Tuesday, May 15, 2007

GBBD May

While I still can, I figured I should give the people what they really really want, the exotic and the tropical.

Garden Bloggers Bloom Day gathering spot is at Carol's May Dreams Gardens.

What could be more mundane and typical of Hawaii and the tropics than the Bird of Paradise, Strelitzia regina. It is primarily a warm season summer bloomer. The common name can be a problem at times. Bird of Paradise is a catch all name for many people for that amorphous, imaginary, tropical plant that floats on the edges of their non-gardening brains. It can be a game of twenty questions to try and guess what they really mean.


















Calathea insignis, the Rattle Snake Plant. I think I need to take some pictures about half an hour earlier with a touch more light. This flower is truly a vibrant corn on the cob yellow.
















Heliconia collinsiana, one of the hanging Heliconia.





















Etlingera elatior, the Royal Scepter of flowers. Bye bye Torch Ginger. You have been passed to new gardens whose owners may bestow the status "Queen for a Day" with the gift of one of your heavy blooms on a special occasion.





















The ethereal Ice Blue Calathea, Calathea burle-marxii.




















Blue Ginger, Dichorisandra thyrsiflora.

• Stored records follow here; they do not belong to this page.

// Copyright (c) 2024-present, fjall-rs
// This source code is licensed under both the Apache 2.0 and MIT License
// (found in the LICENSE-* files in the repository)

//! The negative-lookup accelerator
//!
//! A `BloomDTable` sits in front of an immutable base table and answers
//! definitely-absent point queries without touching the base. The filter is
//! sized once at creation from the base's entry count and the configured
//! false positive rate, and persisted next to the base.

mod bit_array;
mod filter;

pub use filter::{BloomFilter, Builder, BLOOM_MAGIC, BLOOM_VERSION};

use crate::{
    coding::Encode,
    dtable::{
        factory::{base_factory, DTableFactory},
        Cursor, DTable, Lookup, Presence, Shadow,
    },
    dtype::{BlobComparator, KeyType},
    file::write_atomic,
    Blob, Dtype, Params,
};
use std::{fs::File, path::Path, sync::Arc};

const FILTER_FILE: &str = "bloom";
const BASE_NAME: &str = "base";
const DEFAULT_FP_RATE: f64 = 0.01;

/// Bloom-filtered wrapper around an immutable base table
pub struct BloomDTable {
    base: Box<dyn DTable>,
    filter: BloomFilter,
}

impl BloomDTable {
    /// Opens the table directory `dir/name` (base table plus filter file).
    ///
    /// The base class is resolved from the `base`/`base_config` params.
    pub fn open(dir: &Path, name: &str, config: &Params) -> crate::Result<Self> {
        let home = dir.join(name);

        let (factory, base_config) = base_factory(config)?;
        let base = factory.open(&home, BASE_NAME, &base_config)?;

        let mut file = File::open(home.join(FILTER_FILE))?;
        let filter = BloomFilter::decode_from(&mut file)?;

        Ok(Self { base, filter })
    }

    /// Creates the base table from `source`, then builds and persists the
    /// filter over the base's keys.
    pub fn create(
        dir: &Path,
        name: &str,
        config: &Params,
        source: &mut dyn Cursor,
        shadow: Option<&dyn Shadow>,
    ) -> crate::Result<()> {
        let home = dir.join(name);
        std::fs::create_dir_all(&home)?;

        let (factory, base_config) = base_factory(config)?;
        factory.create(&home, BASE_NAME, &base_config, source, shadow)?;

        let base = factory.open(&home, BASE_NAME, &base_config)?;
        let fp_rate = config.get_float_or("fp_rate", DEFAULT_FP_RATE)?;

        let mut builder = Builder::with_fp_rate(base.len(), fp_rate);

        let mut keys = base.iter();
        let mut count = 0_usize;
        while keys.valid() {
            builder.set(&keys.key().flatten());
            count += 1;
            keys.next()?;
        }

        write_atomic(
            &home.join(FILTER_FILE),
            &builder.build().encode_into_vec(),
        )?;

        log::debug!("wrote bloom filter for {name:?}: {count} keys at fp rate {fp_rate}");
        Ok(())
    }

    /// Wraps an already constructed base, building the filter in memory.
    pub fn with_base(base: Box<dyn DTable>, fp_rate: f64) -> crate::Result<Self> {
        let mut builder = Builder::with_fp_rate(base.len(), fp_rate);

        let mut keys = base.iter();
        while keys.valid() {
            builder.set(&keys.key().flatten());
            keys.next()?;
        }
        drop(keys);

        Ok(Self {
            base,
            filter: builder.build(),
        })
    }

    fn may_contain(&self, key: &Dtype) -> bool {
        self.filter.contains(&key.flatten())
    }
}

impl DTable for BloomDTable {
    fn iter(&self) -> Box<dyn Cursor + '_> {
        self.base.iter()
    }

    fn key_type(&self) -> KeyType {
        self.base.key_type()
    }

    fn len(&self) -> usize {
        self.base.len()
    }

    fn lookup(&self, key: &Dtype) -> crate::Result<Lookup> {
        if !self.may_contain(key) {
            return Ok(Lookup::Absent);
        }
        self.base.lookup(key)
    }

    fn present(&self, key: &Dtype) -> crate::Result<Presence> {
        if !self.may_contain(key) {
            return Ok(Presence::Absent);
        }
        self.base.present(key)
    }

    fn maintain(&mut self, force: bool) -> crate::Result<()> {
        self.base.maintain(force)
    }

    fn supports_indexed_access(&self) -> bool {
        self.base.supports_indexed_access()
    }

    fn index(&self, index: usize) -> crate::Result<Option<Blob>> {
        self.base.index(index)
    }

    fn contains_index(&self, index: usize) -> crate::Result<bool> {
        self.base.contains_index(index)
    }

    fn set_blob_cmp(&mut self, cmp: Arc<dyn BlobComparator>) -> crate::Result<()> {
        self.base.set_blob_cmp(cmp)
    }

    fn blob_cmp(&self) -> Option<Arc<dyn BlobComparator>> {
        self.base.blob_cmp()
    }
}

/// Factory for the `bloom` class (read-only flavor)
pub struct BloomFactory;

impl DTableFactory for BloomFactory {
    fn name(&self) -> &'static str {
        "bloom"
    }

    fn open(&self, dir: &Path, name: &str, config: &Params) -> crate::Result<Box<dyn DTable>> {
        Ok(Box::new(BloomDTable::open(dir, name, config)?))
    }

    fn create(
        &self,
        dir: &Path,
        name: &str,
        config: &Params,
        source: &mut dyn Cursor,
        shadow: Option<&dyn Shadow>,
    ) -> crate::Result<()> {
        BloomDTable::create(dir, name, config, source, shadow)
    }

    /// Indexed access is supported if the base supports it.
    fn indexed_access(&self, config: &Params) -> bool {
        base_factory(config)
            .map(|(factory, base_config)| factory.indexed_access(&base_config))
            .unwrap_or(false)
    }
}
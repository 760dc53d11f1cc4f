// Copyright (c) 2024-present, fjall-rs
// This source code is licensed under both the Apache 2.0 and MIT License
// (found in the LICENSE-* files in the repository)

use std::sync::Arc;

/// Immutable, reference-counted string for identifiers
///
/// This replaces plain `&'static str`/`String` for names that are passed
/// around and stored a lot (class names, parameter keys, comparator names).
/// It is not a general string type: the only operations are cheap cloning,
/// concatenation and ordered comparison. A distinguished [`IStr::null`] value
/// represents "no string" and is distinct from the empty string.
#[derive(Clone, Default)]
pub struct IStr(Option<Arc<str>>);

impl IStr {
    /// The distinguished "no string" value.
    #[must_use]
    pub const fn null() -> Self {
        Self(None)
    }

    #[must_use]
    pub fn new(s: &str) -> Self {
        Self(Some(Arc::from(s)))
    }

    #[must_use]
    pub fn is_null(&self) -> bool {
        self.0.is_none()
    }

    /// String contents; the null value reads as the empty string.
    #[must_use]
    pub fn as_str(&self) -> &str {
        self.0.as_deref().unwrap_or("")
    }

    #[must_use]
    pub fn len(&self) -> usize {
        self.as_str().len()
    }

    #[must_use]
    pub fn is_empty(&self) -> bool {
        self.as_str().is_empty()
    }

    /// Whether two handles point at the same shared allocation.
    ///
    /// Equality (`==`) compares contents; this is the cheaper identity test
    /// for interned names. Two null values share "no allocation".
    #[must_use]
    pub fn shares_allocation(&self, other: &Self) -> bool {
        match (&self.0, &other.0) {
            (Some(a), Some(b)) => Arc::ptr_eq(a, b),
            (None, None) => true,
            _ => false,
        }
    }

    /// Concatenation; produces a fresh shared allocation.
    ///
    /// Concatenating with null returns the other operand unchanged.
    #[must_use]
    pub fn concat(&self, other: &Self) -> Self {
        match (&self.0, &other.0) {
            (Some(a), Some(b)) => {
                let mut s = String::with_capacity(a.len() + b.len());
                s.push_str(a);
                s.push_str(b);
                Self(Some(Arc::from(s.as_str())))
            }
            (Some(_), None) => self.clone(),
            (None, _) => other.clone(),
        }
    }

    /// Binary search over a sorted sequence of strings.
    #[must_use]
    pub fn locate(sorted: &[Self], key: &str) -> Option<usize> {
        sorted.binary_search_by(|probe| probe.as_str().cmp(key)).ok()
    }
}

impl PartialEq for IStr {
    fn eq(&self, other: &Self) -> bool {
        self.shares_allocation(other) || self.0.as_deref() == other.0.as_deref()
    }
}

impl Eq for IStr {}

impl PartialOrd for IStr {
    fn partial_cmp(&self, other: &Self) -> Option<std::cmp::Ordering> {
        Some(self.cmp(other))
    }
}

impl Ord for IStr {
    fn cmp(&self, other: &Self) -> std::cmp::Ordering {
        // null sorts before everything, including ""
        self.0.as_deref().cmp(&other.0.as_deref())
    }
}

impl std::hash::Hash for IStr {
    fn hash<H: std::hash::Hasher>(&self, state: &mut H) {
        self.0.as_deref().hash(state);
    }
}

impl PartialEq<str> for IStr {
    fn eq(&self, other: &str) -> bool {
        self.0.as_deref() == Some(other)
    }
}

impl PartialEq<&str> for IStr {
    fn eq(&self, other: &&str) -> bool {
        self.0.as_deref() == Some(*other)
    }
}

impl From<&str> for IStr {
    fn from(value: &str) -> Self {
        Self::new(value)
    }
}

impl From<String> for IStr {
    fn from(value: String) -> Self {
        Self(Some(Arc::from(value.as_str())))
    }
}

impl std::fmt::Debug for IStr {
    fn fmt(&self, f: &mut std::fmt::Formatter<'_>) -> std::fmt::Result {
        match &self.0 {
            Some(s) => write!(f, "{s:?}"),
            None => write!(f, "<null>"),
        }
    }
}

impl std::fmt::Display for IStr {
    fn fmt(&self, f: &mut std::fmt::Formatter<'_>) -> std::fmt::Result {
        f.write_str(self.as_str())
    }
}

#[cfg(test)]
mod tests {
    use super::IStr;
    use test_log::test;

    #[test]
    fn istr_null_vs_empty() {
        assert!(IStr::null().is_null());
        assert!(!IStr::new("").is_null());
        assert_ne!(IStr::null(), IStr::new(""));
    }

    #[test]
    fn istr_identity_and_equality() {
        let a = IStr::new("name");
        let b = a.clone();
        let c = IStr::new("name");

        assert!(a.shares_allocation(&b));
        assert!(!a.shares_allocation(&c));
        assert_eq!(a, c);
    }

    #[test]
    fn istr_concat() {
        let a = IStr::new("foo");
        let b = IStr::new("_bar");

        let joined = a.concat(&b);
        assert_eq!(joined, "foo_bar");
        assert_eq!(a.len() + b.len(), joined.len());

        assert_eq!(a.concat(&IStr::null()), "foo");
        assert_eq!(IStr::null().concat(&b), "_bar");
        assert!(IStr::null().concat(&IStr::null()).is_null());
    }

    #[test]
    fn istr_locate() {
        let sorted = [IStr::new("alpha"), IStr::new("beta"), IStr::new("gamma")];

        assert_eq!(Some(1), IStr::locate(&sorted, "beta"));
        assert_eq!(None, IStr::locate(&sorted, "delta"));
    }
}
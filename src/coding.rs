// Copyright (c) 2024-present, fjall-rs
// This source code is licensed under both the Apache 2.0 and MIT License
// (found in the LICENSE-* files in the repository)

use std::io::{Read, Write};

/// Error during serialization
#[derive(Debug)]
pub enum EncodeError {
    /// I/O error
    Io(std::io::Error),
}

impl std::fmt::Display for EncodeError {
    fn fmt(&self, f: &mut std::fmt::Formatter<'_>) -> std::fmt::Result {
        write!(
            f,
            "EncodeError({})",
            match self {
                Self::Io(e) => e.to_string(),
            }
        )
    }
}

impl From<std::io::Error> for EncodeError {
    fn from(value: std::io::Error) -> Self {
        Self::Io(value)
    }
}

impl std::error::Error for EncodeError {
    fn source(&self) -> Option<&(dyn std::error::Error + 'static)> {
        match self {
            Self::Io(e) => Some(e),
        }
    }
}

/// Error during deserialization
#[derive(Debug)]
pub enum DecodeError {
    /// I/O error
    Io(std::io::Error),

    /// String data was not valid UTF-8
    Utf8(std::str::Utf8Error),

    /// Invalid enum tag
    InvalidTag((&'static str, u8)),

    /// Invalid file or section header
    InvalidHeader(&'static str),
}

impl std::fmt::Display for DecodeError {
    fn fmt(&self, f: &mut std::fmt::Formatter<'_>) -> std::fmt::Result {
        write!(
            f,
            "DecodeError({})",
            match self {
                Self::Io(e) => e.to_string(),
                e => format!("{e:?}"),
            }
        )
    }
}

impl From<std::io::Error> for DecodeError {
    fn from(value: std::io::Error) -> Self {
        Self::Io(value)
    }
}

impl From<std::str::Utf8Error> for DecodeError {
    fn from(value: std::str::Utf8Error) -> Self {
        Self::Utf8(value)
    }
}

impl std::error::Error for DecodeError {}

/// Trait to serialize stuff
pub trait Encode {
    /// Serializes into writer.
    fn encode_into<W: Write>(&self, writer: &mut W) -> Result<(), EncodeError>;

    /// Serializes into vector.
    #[allow(clippy::expect_used)]
    fn encode_into_vec(&self) -> Vec<u8> {
        let mut v = vec![];
        self.encode_into(&mut v).expect("cannot fail");
        v
    }
}

/// Trait to deserialize stuff
pub trait Decode {
    /// Deserializes from reader.
    fn decode_from<R: Read>(reader: &mut R) -> Result<Self, DecodeError>
    where
        Self: Sized;
}
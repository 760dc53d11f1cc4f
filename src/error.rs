// Copyright (c) 2024-present, fjall-rs
// This source code is licensed under both the Apache 2.0 and MIT License
// (found in the LICENSE-* files in the repository)

use crate::{
    coding::{DecodeError, EncodeError},
    params::{ParamError, ParseError},
    IStr,
};

/// Represents errors that can occur in the table engine
#[derive(Debug)]
pub enum Error {
    /// I/O error
    Io(std::io::Error),

    /// Serialization failed
    Encode(EncodeError),

    /// Deserialization failed
    Decode(DecodeError),

    /// Invalid or unparsable data format version
    InvalidVersion(u32),

    /// Sub-tables of an overlay do not share one key type
    KeyTypeMismatch,

    /// No factory is registered under the requested class name
    UnknownClass(IStr),

    /// A typed parameter was missing or had the wrong tag
    Param(ParamError),

    /// The parameter text could not be parsed
    ParseConfig(ParseError),

    /// Mutation was attempted on a read-only table
    ReadOnlyTable,

    /// The table does not support access by index
    NoIndexedAccess,

    /// The table does not support abortable transactions
    NoAbortableTx,

    /// The factory flavor does not support this construction path
    UnsupportedFactoryOp,
}

impl std::fmt::Display for Error {
    fn fmt(&self, f: &mut std::fmt::Formatter<'_>) -> std::fmt::Result {
        write!(f, "DTableError: {self:?}")
    }
}

impl std::error::Error for Error {}

impl From<std::io::Error> for Error {
    fn from(value: std::io::Error) -> Self {
        Self::Io(value)
    }
}

impl From<EncodeError> for Error {
    fn from(value: EncodeError) -> Self {
        Self::Encode(value)
    }
}

impl From<DecodeError> for Error {
    fn from(value: DecodeError) -> Self {
        Self::Decode(value)
    }
}

impl From<ParamError> for Error {
    fn from(value: ParamError) -> Self {
        Self::Param(value)
    }
}

impl From<ParseError> for Error {
    fn from(value: ParseError) -> Self {
        Self::ParseConfig(value)
    }
}

/// Table engine result
pub type Result<T> = std::result::Result<T, Error>;
// Copyright (c) 2024-present, fjall-rs
// This source code is licensed under both the Apache 2.0 and MIT License
// (found in the LICENSE-* files in the repository)

//! The immutable on-disk leaf table
//!
//! An `ArrayDTable` file holds one sorted run of entries: a key section
//! (fixed-width numerics, or a [`StringTable`] for string/blob keys) followed
//! by a flattened [`IndexBlob`] holding the values, with tombstones stored as
//! absent slots. Entries are addressable by position, which is what makes
//! this the leaf of choice under wrappers that delegate indexed access.
//!
//! File layout (little-endian):
//!
//! ```text
//! u32 magic | u32 version | u8 key_type | u8 pad[3] | u32 count | u32 key_len | u32 value_len
//! key section
//! value section (flattened index blob)
//! ```

use crate::{
    binary_search::{partition_point, partition_point_fallible},
    coding::DecodeError,
    dtable::{factory::DTableFactory, Cursor, DTable, Lookup, Shadow},
    dtype::{BlobComparator, KeyType},
    file::{read_blob_at, write_atomic},
    Blob, Dtype, IndexBlob, IStr, Params, StringTable,
};
use byteorder::{LittleEndian, ReadBytesExt};
use std::{cell::RefCell, cmp::Ordering, fs::File, path::Path, sync::Arc};

const ARRAY_MAGIC: u32 = 0x1138_D7B1;
const ARRAY_VERSION: u32 = 0;
const HEADER_LEN: usize = 24;

enum Keys {
    UInt32(Vec<u32>),
    Double(Vec<f64>),
    Table(StringTable),
}

/// Immutable on-disk table with indexed access
pub struct ArrayDTable {
    key_type: KeyType,
    count: usize,
    keys: Keys,
    values: RefCell<IndexBlob>,
    blob_cmp: Option<Arc<dyn BlobComparator>>,
}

This is a shrub sized relative of the Wandering Jew family. Mine is about eight feet tall.




















What would a visit to Hawaii be without a chance to stop and smell the Plumeria.

















An old friend from my home in Florida, the blush pink Zephyranthes grandiflora. This Zephyr Lily is quite happy in Hawaii. It sets seed with abandon and is primed to blanket the island with its delicate and cheerful blooms. I could be cursed or blessed. Opinions may differ.

















I think it is a fine thing.

11 comments:

Yolanda Elizabet said...

Tropical blooms pretty, very pretty! I have Dutch blooms, also pretty. ;-)

Crafty Gardener said...

What a lot of beautiful blooms you have, some so tropical they would never grow in my garden. Stop by and see my slideshow of spring blooms.

M Sinclair Stevens (Texas) said...

I love the idea that we live on the same planet and our gardens are so completely different, as alien to each other as two different planets. Take that science fiction writers.

mss @ Zanthan Gardens

Annie in Austin said...

We're going to miss seeing these lovely tropical plants, Christopher, but as Tony Avent has proved, North Carolina is a plant paradise - with so many wonderful plants to grow.

As a Northerner, when anyone mentioned Bird of Paradise what came to my mind was your Strelitzia...it doeasn't grow in Illinois, but it was common in greenhouse gardens and as cut flowers.

When I came to Texas, people kept pointing out a different plant and calling it Bird of Paradise - soon I realized that name means Caesalpinia down here.

Good luck with the plant selling and the packing~
Annie at the Transplantable Rose

Robin said...

Beautiful tropical flowers. Reminds me of my visit to the Big Island several years ago.

Deviant Deziner said...

It's been a while since I had a chance to comment on your blog , but I have been checking in.

What a visual treat to see such beautiful tropical flower photography and the accompanying essays.

I think I am going to miss seeing this tropical paradise more than you when you leave for the main land.

I've so enjoyed visiting !

Michelle

Susan Harris said...

fabulous photos!! S

Christopher C. in Hawaii said...

If I am lucky I may get a few days to relax before I go and may do some walk abouts like Chuck B at Whoreticulture.

I can see you all really really like the exotic tropicals. Ho hum. Been there done that. (He lies to himself.)

Why do we gardeners always covet what we can't grow? I think I am having some Salvia envy right now. We can grow many of them here of course, but this is to an extent a horticultural wilderness, controlled by restrictive import/export agricultural inspection laws, for good reason.

Carol said...

We at least have in common the Zephyr lily, though I call them fairy lilies. Same thing?

Love all the tropicals, they are so pretty and different from what we can grow in temperate climates, but then, you can't grow peonies or lilacs!

Thanks for participating in bloom day!

Layanee said...

Chris: Bird of Paradise is only mundane in Hawaii! It is a beauty as are all your other photos. How exciting to be moving to a place with a totally different plant palette! When is the move?

Pam said...

If you need some salvia, I have plenty in my South Carolina garden that I am willing to share! I so enjoy seeing the images of the tropicals in your garden (they really are amazing - the blue!) but like in your most recent post, I am attached to the gardens of the south now - the live oaks and hydrangeas and salvias and magnolias - there is a fragrance and a color to them that has gotten under my skin.